的要求と目的とによって、厳しくふるいわけられた。
 ソヴェト同盟をのぞく世界じゅうのプロレタリア大衆は、めいめい本国、植民地の職場で、賃銀引下げ、労働強化に反対し、ストライキし、ダラ幹征伐を行わなければならないでいる。それだのに、その小説で職場の革命的反対派を描かないようなダラ幹派プロレタリア文学を、彼らはどうして自分たちのプロレタリア文学と認められるか。
「文戦」の最後的分裂を報告したのち、ブルジョア新聞は「この分裂の結果、左翼文学の指導権は完全に最左翼たるナップに移ってしまった訳だ」と書いている。
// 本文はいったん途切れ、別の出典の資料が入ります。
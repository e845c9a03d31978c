//! DMA controller: six channels, status/offset registers, transfer
//! execution against the memory bridge's host-side routines.

use std::collections::HashMap;

use d56jit_core::memory::{bulk_copy, bulk_copy_to_fixed, bulk_fill, read_word, write_word};
use d56jit_core::{InterruptSink, MemArea, Memory, Peripherals};
use tracing::debug;

use crate::channel::{AddressGenMode, DmaChannel, TransferMode, DCR_DE, DCR_DIE};

/// Interrupt vector of DMA channel 0; channels are spaced two vectors
/// apart.
pub const VBA_DMA_CHANNEL0: u32 = 0x28;

/// Returned when no channel has work pending.
pub const MAX_DELAY_CYCLES: u32 = u32::MAX;

// DSTR bit positions.
const DSTR_DTD0: u32 = 0;
const DSTR_DACT: u32 = 8;
const DSTR_DCH0: u32 = 9;
const DSTR_DCH_MASK: u32 = 0x7 << DSTR_DCH0;

const NUM_CHANNELS: usize = 6;

fn sign_extend_24(v: u32) -> i32 {
    ((v << 8) as i32) >> 8
}

pub struct Dma {
    dstr: u32,
    dor: [u32; 4],
    channels: [DmaChannel; NUM_CHANNELS],
    /// Channels listening for a given request source code.
    request_targets: HashMap<u32, Vec<usize>>,
}

impl Dma {
    pub fn new() -> Self {
        Self {
            // All transfer-done bits set after reset.
            dstr: 0x3f << DSTR_DTD0,
            dor: [0; 4],
            channels: std::array::from_fn(|i| DmaChannel::new(i as u32)),
            request_targets: HashMap::new(),
        }
    }

    pub fn channel(&self, index: usize) -> &DmaChannel {
        &self.channels[index]
    }

    pub fn channel_mut(&mut self, index: usize) -> &mut DmaChannel {
        &mut self.channels[index]
    }

    pub fn dstr(&self) -> u32 {
        self.dstr
    }

    pub fn set_dor(&mut self, index: usize, value: u32) {
        self.dor[index] = value;
        debug!(index, value = format_args!("{value:#08x}"), "DMA set DOR");
    }

    pub fn dor(&self, index: usize) -> u32 {
        self.dor[index]
    }

    /// True when the last transfer of any channel wrote program memory.
    /// Clears the flags; the embedder must invalidate compiled code.
    pub fn take_pmem_written(&mut self) -> bool {
        let mut any = false;
        for ch in &mut self.channels {
            any |= std::mem::take(&mut ch.wrote_pmem);
        }
        any
    }

    /// Control-register write: decodes the word, primes the counters
    /// and either starts the pending-transfer countdown (DE-triggered
    /// block mode) or registers the channel for peripheral requests.
    pub fn set_dcr(
        &mut self,
        index: usize,
        value: u32,
        mem: &mut Memory,
        periph: &mut dyn Peripherals,
        irq: &mut dyn InterruptSink,
        clock: u64,
    ) {
        if self.channels[index].dcr == value {
            return;
        }

        self.remove_trigger_target(index);
        self.channels[index].dcr = value;
        debug!(channel = index, dcr = format_args!("{value:#08x}"), "DMA set DCR");

        let ch = &mut self.channels[index];
        if !ch.is_enabled() {
            return;
        }

        if ch.is_three_dimensional() {
            let (h, m, l) = ch.extract_dco_hml();
            ch.dcoh_init = h;
            ch.dcom_init = m;
            ch.dcol_init = l;
            ch.dcoh = h;
            ch.dcom = m;
            ch.dcol = l;
        } else {
            ch.dcoh_init = ch.dco >> 12;
            ch.dcol_init = ch.dco & 0xff;
            ch.dcoh = ch.dcoh_init;
            ch.dcol = ch.dcol_init;
            // DCOM doubles as backup storage for the full DCO in the
            // non-3D modes.
            ch.dcom_init = ch.dco;
            ch.dcom = ch.dcom_init;
        }

        if !ch.is_request_trigger() {
            // Each word takes at least two core clocks once the bus is
            // available.
            let dco = ch.dco;
            ch.pending_transfer = i64::max(1, ((dco as i64) + 1) << 1);
            ch.last_clock = clock;
            self.set_active_channel(index as u32);
            return;
        }

        let tm = ch.transfer_mode();
        let supported = matches!(
            tm,
            TransferMode::WordTriggerRequest
                | TransferMode::WordTriggerRequestClearDE
                | TransferMode::LineTriggerRequestClearDE
        );
        assert!(supported, "transfer mode {tm:?} not implemented for request triggers");

        self.add_trigger_target(index);
        if self.check_trigger(index, periph) {
            self.trigger_by_request(index, mem, periph, irq);
        }
    }

    /// Advance all channels by the core clock. Returns the smallest
    /// remaining delay, or `MAX_DELAY_CYCLES` when idle.
    pub fn exec(
        &mut self,
        mem: &mut Memory,
        periph: &mut dyn Peripherals,
        irq: &mut dyn InterruptSink,
        clock: u64,
    ) -> u32 {
        if self.dstr & (1 << DSTR_DACT) == 0 {
            return MAX_DELAY_CYCLES;
        }

        let mut delay = MAX_DELAY_CYCLES;
        for i in 0..NUM_CHANNELS {
            delay = delay.min(self.exec_channel(i, mem, periph, irq, clock));
        }
        delay
    }

    fn exec_channel(
        &mut self,
        index: usize,
        mem: &mut Memory,
        periph: &mut dyn Peripherals,
        irq: &mut dyn InterruptSink,
        clock: u64,
    ) -> u32 {
        let ch = &mut self.channels[index];
        if ch.pending_transfer <= 0 {
            return MAX_DELAY_CYCLES;
        }

        let diff = clock.wrapping_sub(ch.last_clock);
        ch.last_clock = clock;
        ch.pending_transfer -= diff as i64;

        if ch.pending_transfer <= 0 {
            if self.exec_transfer(index, mem, periph) {
                self.channels[index].pending_transfer = 0;
                self.finish_transfer(index, irq);
            } else {
                self.channels[index].pending_transfer = 1;
            }
        }

        self.channels[index].pending_transfer.max(0) as u32
    }

    /// Fire one request-triggered transfer step.
    pub fn trigger_by_request(
        &mut self,
        index: usize,
        mem: &mut Memory,
        periph: &mut dyn Peripherals,
        irq: &mut dyn InterruptSink,
    ) {
        if !self.channels[index].is_enabled() {
            return;
        }
        if self.exec_transfer(index, mem, periph) {
            self.finish_transfer(index, irq);
        }
    }

    /// Fire every channel listening on `source`. Returns whether any
    /// channel was registered.
    pub fn trigger(
        &mut self,
        source: u32,
        mem: &mut Memory,
        periph: &mut dyn Peripherals,
        irq: &mut dyn InterruptSink,
    ) -> bool {
        let Some(targets) = self.request_targets.get(&source).cloned() else {
            return false;
        };
        if targets.is_empty() {
            return false;
        }
        for index in targets {
            self.trigger_by_request(index, mem, periph, irq);
        }
        true
    }

    pub fn has_trigger(&self, source: u32) -> bool {
        self.request_targets
            .get(&source)
            .is_some_and(|t| !t.is_empty())
    }

    /// Whether the requesting peripheral currently asserts a request.
    ///
    /// The documentation leaves open whether enabling a request-driven
    /// channel acts on the request *level* or only on a subsequent
    /// *change*; observed behavior matches the latter, so the level
    /// probe is disabled and enabling never fires an immediate
    /// transfer. The decoding below is kept for when this is revisited.
    fn check_trigger(&self, index: usize, periph: &mut dyn Peripherals) -> bool {
        const LEVEL_TRIGGERING: bool = false;
        if !LEVEL_TRIGGERING {
            return false;
        }

        // Request source codes of the on-chip peripheral set; status
        // registers live in the internal I/O window of X space.
        const REQ_ESAI_RX: u32 = 0x0b;
        const REQ_ESAI_TX: u32 = 0x0d;
        const REQ_HOST_RX: u32 = 0x15;
        const REQ_HOST_TX: u32 = 0x16;
        const ESAI_SAISR: u32 = 0xff_ffb3;
        const HDI08_HSR: u32 = 0xff_ffc3;

        match self.channels[index].request_source() {
            REQ_ESAI_RX => periph.read(MemArea::X, ESAI_SAISR) & (1 << 0) != 0,
            REQ_ESAI_TX => periph.read(MemArea::X, ESAI_SAISR) & (1 << 1) != 0,
            REQ_HOST_RX => periph.read(MemArea::X, HDI08_HSR) & (1 << 0) != 0,
            REQ_HOST_TX => periph.read(MemArea::X, HDI08_HSR) & (1 << 1) != 0,
            other => {
                debug_assert!(false, "unsupported request source {other:#x}");
                false
            }
        }
    }

    /// Run one transfer step. Returns true when the transfer (block,
    /// line or word sequence) is complete.
    fn exec_transfer(&mut self, index: usize, mem: &mut Memory, periph: &mut dyn Peripherals) -> bool {
        let dor = self.dor;
        let ch = &mut self.channels[index];

        let (Some(src_area), Some(dst_area)) = (ch.source_space(), ch.destination_space()) else {
            // Reserved space selector: no transfer.
            return true;
        };

        if dst_area == MemArea::P || ch.ddr >= mem.bridged_start() {
            ch.wrote_pmem = true;
        }

        if ch.is_three_dimensional() {
            let data = read_word(mem, periph, src_area, ch.dsr);
            write_word(mem, periph, dst_area, ch.ddr, data);

            let dam = ch.dam();
            let address_gen_mode = (dam >> 3) & 7;
            let mode_select = (dam >> 2) & 1;

            let offset_a = sign_extend_24(dor[(mode_select << 1) as usize]);
            let offset_b = sign_extend_24(dor[((mode_select << 1) + 1) as usize]);

            if address_gen_mode == 4 {
                // Counter side is three-dimensional, the other side
                // holds still ("no update").
                let mut block_finished = false;
                let counter_is_source = mode_select == 0;
                let mut t = if counter_is_source { ch.dsr } else { ch.ddr };
                if ch.dcol == 0 {
                    ch.dcol = ch.dcol_init;
                    if ch.dcom == 0 {
                        ch.dcom = ch.dcom_init;
                        if ch.dcoh == 0 {
                            ch.dcoh = ch.dcoh_init;
                            block_finished = true;
                        } else {
                            ch.dcoh -= 1;
                        }
                        t = t.wrapping_add(offset_b as u32);
                    } else {
                        ch.dcom -= 1;
                        t = t.wrapping_add(offset_a as u32);
                    }
                } else {
                    t = t.wrapping_add(1);
                    ch.dcol -= 1;
                }
                if counter_is_source {
                    ch.dsr = t & 0xff_ffff;
                } else {
                    ch.ddr = t & 0xff_ffff;
                }
                return block_finished;
            }

            // Deferred: the remaining three-dimensional address
            // generation modes have no verified semantics yet.
            panic!("three-dimensional DMA address generation mode {address_gen_mode} not implemented");
        }

        let agm_s = ch.source_address_gen_mode();
        let agm_d = ch.destination_address_gen_mode();

        if agm_s == AddressGenMode::SingleCounterAPostInc && agm_d == AddressGenMode::SingleCounterAPostInc {
            assert!(
                !ch.is_request_trigger(),
                "request-triggered inc/inc transfers must move one word at a time"
            );
            let count = ch.dco + 1;
            bulk_copy(mem, periph, dst_area, ch.ddr, src_area, ch.dsr, count);
            ch.dsr = ch.dsr.wrapping_add(count);
            ch.ddr = ch.ddr.wrapping_add(count);
            return true;
        }

        if agm_s == AddressGenMode::SingleCounterANoUpdate && agm_d == AddressGenMode::SingleCounterAPostInc {
            // Continuously read one peripheral word into a region.
            if ch.is_request_trigger() {
                let data = read_word(mem, periph, src_area, ch.dsr);
                write_word(mem, periph, dst_area, ch.ddr, data);
                ch.ddr = ch.ddr.wrapping_add(1);
                if ch.dco > 0 {
                    ch.dco -= 1;
                    return false;
                }
                ch.dco = ch.dcom_init;
                return true;
            }
            let count = ch.dco + 1;
            bulk_fill(mem, periph, dst_area, ch.ddr, src_area, ch.dsr, count);
            ch.ddr = ch.ddr.wrapping_add(count);
            return true;
        }

        if agm_s == AddressGenMode::SingleCounterAPostInc && agm_d == AddressGenMode::SingleCounterANoUpdate {
            // Continuously feed one peripheral word from a region.
            if ch.is_request_trigger() {
                let data = read_word(mem, periph, src_area, ch.dsr);
                write_word(mem, periph, dst_area, ch.ddr, data);
                ch.dsr = ch.dsr.wrapping_add(1);
                if ch.dco > 0 {
                    ch.dco -= 1;
                    return false;
                }
                ch.dco = ch.dcom_init;
                return true;
            }
            let count = ch.dco + 1;
            bulk_copy_to_fixed(mem, periph, dst_area, ch.ddr, src_area, ch.dsr, count);
            ch.dsr = ch.dsr.wrapping_add(count);
            return true;
        }

        if agm_s == AddressGenMode::SingleCounterAPostInc && agm_d == AddressGenMode::DualCounterDor1 {
            // 2-D destination; a line per request in line mode, a word
            // otherwise.
            let is_line_transfer = ch.transfer_mode() == TransferMode::LineTriggerRequestClearDE;
            loop {
                let data = read_word(mem, periph, src_area, ch.dsr);
                write_word(mem, periph, dst_area, ch.ddr, data);
                ch.dsr = ch.dsr.wrapping_add(1);

                let mut ddr = ch.ddr;
                let done = ch.dual_mode_increment(&mut ddr, dor[1]);
                ch.ddr = ddr;
                if done {
                    return true;
                }
                if !(is_line_transfer && ch.dcol != ch.dcol_init) {
                    return false;
                }
            }
        }

        panic!("DMA transfer mode pair {agm_s:?}/{agm_d:?} not implemented");
    }

    fn finish_transfer(&mut self, index: usize, irq: &mut dyn InterruptSink) {
        let ch = &mut self.channels[index];
        if ch.is_de_cleared_after_transfer() {
            ch.dcr &= !(1 << DCR_DE);
        }
        let die = ch.dcr & (1 << DCR_DIE) != 0;
        let ch_index = ch.index;

        self.clear_active_channel();
        self.dstr |= 1 << (DSTR_DTD0 + ch_index);

        if die {
            irq.inject_interrupt(VBA_DMA_CHANNEL0 + (ch_index << 1));
        }
    }

    fn set_active_channel(&mut self, channel: u32) {
        self.dstr |= 1 << DSTR_DACT;
        self.dstr &= !DSTR_DCH_MASK;
        self.dstr |= channel << DSTR_DCH0;
        self.dstr &= !(1 << (DSTR_DTD0 + channel));
    }

    fn clear_active_channel(&mut self) {
        self.dstr &= !(1 << DSTR_DACT);
    }

    fn add_trigger_target(&mut self, index: usize) {
        let source = self.channels[index].request_source();
        self.request_targets.entry(source).or_default().push(index);
    }

    fn remove_trigger_target(&mut self, index: usize) {
        let source = self.channels[index].request_source();
        if let Some(targets) = self.request_targets.get_mut(&source) {
            targets.retain(|&i| i != index);
        }
    }
}

impl Default for Dma {
    fn default() -> Self {
        Self::new()
    }
}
 これは、だが、次のようにいい直されなければならない。一九二九年来プロレタリア解放運動における革命的プロレタリアートの役割、実力、指導権が、ひどい白色テロに抗して強化されつつある。その革命的大衆によって、「ナップ」は実践によって唯一の彼らの階級的芸術団体と認められたのだ、と。
 これは、五ヵ年計画がはじまってから、ソヴェト同盟の文学運動が、どんな変りかたをしたか、それを見てもよくわかる。
 一九二九年に五ヵ年計画が着手された。ソヴェト一億数千万の勤労者の日常生活は、その熱情、努力、困難、更に一層高められて来た階級意識とともに、すっかり変った。
 これまでのソヴェト文学は、もう一遍大衆に、きびしく見なおされた。
 同伴者《パプツチキ》の作家は、彼らのしゃれた装釘の本で何を書いているか?
 構成派の作家たちは、ハイカラで気取った文章で、何をいおうとしているか。そして、それは、社会主義社会への達成に、汗と血を惜しまぬソヴェト・プロレタリアートのためにどんな価値をもっているか?
 同伴者《パプツチキ》に比べて、はじめ技術が不足していたロシア・プロレタリア作家同盟(ラップ)は、習得した技術と正しい階級的任務の自覚によって、一九三〇年には、大衆の支持のもとに、ソヴェト同盟の芸術運動における指導権を確立した。
 プロレタリア・農民はリアリストである。日本では、日本の情勢に応じて、彼ら大衆の清掃力を芸術活動の上へ働きかけた。それが、プロレタリア芸術戦線の統一強化として今度の「文戦」の歴史的任務の終結、「ナップ」へのより拡大された左翼作家の組織化という事実になって現れたのだ。
 ところで、「ナップ」――全日本無産者芸術団体協議会は、四月下旬からつぎつぎに各同盟の大会をもった。